El mismo día, y casi a la misma hora, en la que el Congreso de los Diputados debatía la consulta soberanista en Cataluña, el primer ministro galo anunciaba en la Asamblea Nacional francesa una fuerte reducción del tejido administrativo e institucional de su país. El número de regiones -27 actualmente- quedará reducido a la mitad. El objetivo, según Manuel Valls, es acabar con el "milhojas" territorial. Mientras en España no sólo se mantiene la dispersión autonómica, sino que incluso se incrementa con apetencias secesionistas como la de Arturo Mas y su separatismo de la butifarra, en Francia van en sentido contrario. En Francia y también en la díscola, política y no políticamente hablando, Italia, donde hace poco se ha puesto en marcha un recorte de la administración pública -el segundo en poco más de un año- que supone eliminar 3.000 puestos políticos y dejar sin sueldo a los senadores.

¿Hay alguna razón para mantener en España el denominado de forma tan pomposa Estado de las Autonomías? La hay. No existe, desde luego, un motivo de eficacia administrativa, pues las autonomías hacen agua -unas más- por costados tan sensibles como lo son la educación y la sanidad. Tampoco parece que podamos apelar a una cuestión democrática o de pluralidad, salvo que califiquemos a Francia o a Italia como países menos democráticos que España. ¿Razones culturales o idiomáticas? No lo sé. Tan sólo afirmo, y el que no me crea puede preguntarle a los afectados, que a un italiano de Milán le cuesta más entender el dialecto que habla un italiano de Nápoles que a un español de Madrid el catalán en el que se comunica un español de Barcelona.
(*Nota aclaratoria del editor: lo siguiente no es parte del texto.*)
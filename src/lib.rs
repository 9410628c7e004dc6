//! # candle-reversal
//!
//! Trend-gated candlestick reversal detection: hammer, inverted hammer and doji.
//!
//! Each detector owns a rolling window of confirmed bars. For every new bar it
//! measures the candle's shape, checks that the preceding bars form a
//! qualifying trend, and blends shape quality with trend strength into a
//! confidence score.
//!
//! ## Quick Start
//!
//! ```rust
//! use candle_reversal::prelude::*;
//! use chrono::{DateTime, Utc};
//!
//! let mut hammer = HammerDetector::with_defaults();
//! let ts = DateTime::<Utc>::UNIX_EPOCH;
//!
//! for close in [100.0, 99.0, 98.0, 97.0, 96.0] {
//!     hammer.detect(close + 1.0, close + 1.2, close - 0.2, close, 1000.0, "TSLA.US", ts)?;
//! }
//!
//! let result = hammer.detect(96.0, 96.5, 94.0, 96.3, 1000.0, "TSLA.US", ts)?;
//! assert!(result.is_detected);
//! # Ok::<(), PatternError>(())
//! ```

use chrono::{DateTime, Utc};
use serde::{Deserialize, Serialize};

use crate::trend::TrendVerdict;

pub mod detectors;
pub mod params;
pub mod shape;
pub mod trend;
pub mod window;

pub mod prelude {
    pub use crate::{
        // Detectors
        detectors::*,
        // Parameters
        params::{get_count, get_factor, get_period, get_ratio, ParamMeta, ParamType, ParameterizedDetector},
        // Parallel
        scan_parallel,
        // Building blocks
        shape::{ShadowSide, Shape},
        trend::{TrendConfig, TrendDirection, TrendTracker, TrendVerdict},
        window::Window,
        // Engine
        BuiltinDetector,
        // Types
        Candle,
        Direction,
        EngineBuilder,
        EngineConfig,
        OHLCVExt,
        // Core traits
        PatternDetector,
        PatternEngine,
        // Errors
        PatternError,
        PatternInfo,
        PatternKind,
        PatternMetadata,
        PatternResult,
        Period,
        Ratio,
        Result,
        ScanError,
        ScanResult,
        OHLCV,
    };
}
Bien es cierto que en España somos diferentes. Siempre lo hemos sido. Diferentes y eficaces hasta el punto, lo dijo muy ufano el ex presidente Zapatero, de superar el PIB de los transalpinos y estar a punto de conseguir lo mismo con los gabachos. Nada fuera de lo común, se mire como se mire, pues también construimos en un año más viviendas que Francia, Italia y Alemania en su conjunto. Viviendas que hoy permanecen vacías y nos amarran a una crisis ya superada por nuestros vecinos, pero así son las gracias hispanas.

Gracioso resulta igualmente el hecho de que Manuel Valls tenga orígenes catalanes. No por ser su padre un exiliado del franquismo como erróneamente se ha dicho -su progenitor emigró a Francia a finales de los años cuarenta-, sino por ser hijo de un barcelonés y haber nacido en Barcelona. Un catalán casado con una suiza; con una ciudadana de un país cantonal por definición. Orígenes que en ningún caso le impiden adoptar unos planteamientos políticos claramente centralistas. Algo que Valls ya dejó muy claro cuando era ministro del Interior y también ahora, al asumir el cargo de primer ministro tras la dimisión de Jean-Marc Ayrault.

¿La razón última del taifismo español? Sencilla pregunta. Francia puede permitirse recortes sensatos porque sus cifras de desempleo no son comparables a las nuestras. ¿Se imaginan ustedes cuántos diputados regionales, presidentes autonómicos, consejeros vernáculos y chupópteros del más variado pelaje periférico irían al paro si acabásemos con este descomunal despilfarro?